# Cluster Management

This guide covers cluster-wide administration: hardening a basic install for production, ongoing lifecycle operations (scaling, upgrades, dynamic config), and multi-tenancy. For job submission, scheduling, and Coordinator HA, see [Job Service](/ee-ai-en/administration/managing-job-service.md). For hash-ring-related operations (worker lifecycle, identity persistence, ring bloat), see [Hash Ring and Worker Lifecycle](/ee-ai-en/administration/managing-ring.md). For per-worker configuration (storage, resources, JVM, network), see [Worker Configuration](/ee-ai-en/administration/managing-worker.md).

## 1. Production Setup

The basic configuration shown in the [Kubernetes Installation](/ee-ai-en/start/installing-on-kubernetes.md) guide is suitable for evaluation. For production deployments, apply the additional settings below for HA, resource tuning, persistent metadata, and worker identity.

### Label Nodes

A common practice is to assign dedicated nodes to each Alluxio component. This prevents resource contention between components (for example, etcd I/O interfering with worker cache I/O) and gives you predictable placement for capacity planning.

```shell
kubectl label nodes <coordinator-node> alluxio-role=coordinator
kubectl label nodes <worker-node-1> alluxio-role=worker
kubectl label nodes <worker-node-2> alluxio-role=worker
kubectl label nodes <worker-node-3> alluxio-role=worker
kubectl label nodes <etcd-node-1> alluxio-role=etcd
kubectl label nodes <etcd-node-2> alluxio-role=etcd
kubectl label nodes <etcd-node-3> alluxio-role=etcd
```

Worker pods have an anti-affinity rule by default — multiple worker pods will not be scheduled on the same node.

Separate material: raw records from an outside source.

//! Error types for the inference module.
//!
//! Each error variant carries a stable error code (SCREAMING_SNAKE_CASE)
//! that is included in the Display output and accessible via [`InferenceError::code()`].
//! None of these reach the UI: the analysis path logs them and substitutes
//! the fallback prediction.

/// Stable error codes for programmatic error handling.
pub mod error_codes {
    /// Invalid or missing configuration.
    pub const CONFIG_INVALID: &str = "CONFIG_INVALID";

    /// Authentication failed (invalid/missing API key).
    pub const AUTH_FAILED: &str = "AUTH_FAILED";

    /// The request could not be sent or was rejected as transient (network, 429).
    pub const REQUEST_FAILED: &str = "REQUEST_FAILED";

    /// Provider-specific error not covered by other variants.
    pub const PROVIDER_ERROR: &str = "PROVIDER_ERROR";

    /// The provider answered without any response text.
    pub const EMPTY_RESPONSE: &str = "EMPTY_RESPONSE";

    /// The response text did not match the declared schema.
    pub const MALFORMED_RESPONSE: &str = "MALFORMED_RESPONSE";
}

/// Errors produced while asking the remote classifier for a prediction.
///
/// The Display impl formats as `[CODE] message`.
#[derive(Debug, Clone, PartialEq, Eq, thiserror::Error)]
pub enum InferenceError {
    /// Invalid or missing configuration.
    #[error("[{}] {}", error_codes::CONFIG_INVALID, .0)]
    ConfigError(String),

    /// Authentication failed (invalid/missing API key).
    #[error("[{}] {}", error_codes::AUTH_FAILED, .0)]
    AuthError(String),

    /// Request to the provider failed.
    #[error("[{}] {}", error_codes::REQUEST_FAILED, .0)]
    RequestError(String),

    /// Provider-specific error not covered by other variants.
    #[error("[{}] {}", error_codes::PROVIDER_ERROR, .0)]
    ProviderError(String),

    /// The provider returned no response text.
    #[error("[{}] {}", error_codes::EMPTY_RESPONSE, .0)]
    EmptyResponse(String),

    /// The response text could not be parsed into a prediction.
    #[error("[{}] {}", error_codes::MALFORMED_RESPONSE, .0)]
    MalformedResponse(String),
}

impl InferenceError {
    /// Returns the stable error code for this error.
    pub fn code(&self) -> &'static str {
        match self {
            Self::ConfigError(_) => error_codes::CONFIG_INVALID,
            Self::AuthError(_) => error_codes::AUTH_FAILED,
            Self::RequestError(_) => error_codes::REQUEST_FAILED,
            Self::ProviderError(_) => error_codes::PROVIDER_ERROR,
            Self::EmptyResponse(_) => error_codes::EMPTY_RESPONSE,
            Self::MalformedResponse(_) => error_codes::MALFORMED_RESPONSE,
        }
    }

    /// Returns the inner message without the code prefix.
    pub fn message(&self) -> &str {
        match self {
            Self::ConfigError(m)
            | Self::AuthError(m)
            | Self::RequestError(m)
            | Self::ProviderError(m)
            | Self::EmptyResponse(m)
            | Self::MalformedResponse(m) => m,
        }
    }
}

/// Convenience alias for inference results.
pub type Result<T> = std::result::Result<T, InferenceError>;
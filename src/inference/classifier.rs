//! Classifier trait for remote sketch recognition backends.

use async_trait::async_trait;

use super::error::InferenceError;
use super::types::Prediction;
use crate::locale::Language;

/// A remote service that turns one PNG image into a [`Prediction`].
///
/// Implementations make exactly one attempt per call: no retries, no
/// backoff, and no timeout beyond whatever the transport imposes.
#[async_trait]
pub trait Classifier: Send + Sync {
    /// Provider name for logs (e.g. `"gemini"`).
    fn name(&self) -> &str;

    /// Classify a base64-encoded PNG (no data-URI prefix), answering in `language`.
    async fn classify(
        &self,
        image_base64: &str,
        language: Language,
    ) -> Result<Prediction, InferenceError>;
}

### Production `alluxio-cluster.yaml`

```yaml
apiVersion: k8s-operator.alluxio.com/v1
kind: AlluxioCluster
metadata:
  name: alluxio-cluster
  namespace: alx-ns
spec:
  image: <PRIVATE_REGISTRY>/alluxio-enterprise
  imageTag: AI-3.8-15.1.0
  properties:
    alluxio.license: <YOUR_CLUSTER_LICENSE>
  coordinator:
    nodeSelector:
      alluxio-role: coordinator
    metastore:
      type: persistentVolumeClaim
      storageClass: "gp2"
      size: 4Gi
    resources:
      # Set requests equal to limits for Guaranteed QoS, same as the worker.
      limits:
        cpu: "8"
        memory: "16Gi"
      requests:
        cpu: "8"
        memory: "16Gi"
    jvmOptions:
      - "-Xmx8g"
      - "-Xms8g"
  worker:
    nodeSelector:
      alluxio-role: worker
    count: 3
    pagestore:
      size: 1000Gi
      reservedSize: 100Gi
    resources:
      # Set requests equal to limits so the worker runs in the Guaranteed
      # QoS class and is the last to be evicted under node pressure.
      limits:
        cpu: "8"
        memory: "24Gi"
      requests:
        cpu: "8"
        memory: "24Gi"
    jvmOptions:
      - "-Xmx12g"
      - "-Xms12g"
      - "-XX:MaxDirectMemorySize=12g"
  etcd:
    replicaCount: 3
    nodeSelector:
      alluxio-role: etcd
```

Key differences from the basic configuration:

* **Node selectors**: Pin each component to dedicated nodes to prevent resource contention and ensure predictable placement. See the label commands above.
* **Worker count**: number of workers depending on the target cache volume and target throughput. For post-deployment scaling, see [Scaling the Cluster](#scaling-the-cluster).
* **ETCD replicas**: 3 for quorum-based HA. Deploy on dedicated, stable nodes.
* **Resource limits and JVM options**: Explicitly set to prevent OOM. The container memory limit must exceed the sum of `-Xmx` and `-XX:MaxDirectMemorySize`. For both workers and the coordinator, set `requests` equal to `limits` — this places the pods in the [Guaranteed QoS class](https://kubernetes.io/docs/concepts/workloads/pods/pod-qos/), so they are the last to be evicted when the node is under memory or CPU pressure. A Burstable pod (requests < limits) can be evicted while still inside its limit if another pod exceeds its request, causing abrupt cache loss (worker) or scheduler disruption (coordinator).
* **Persistent metastore**: Coordinator metadata survives pod restarts.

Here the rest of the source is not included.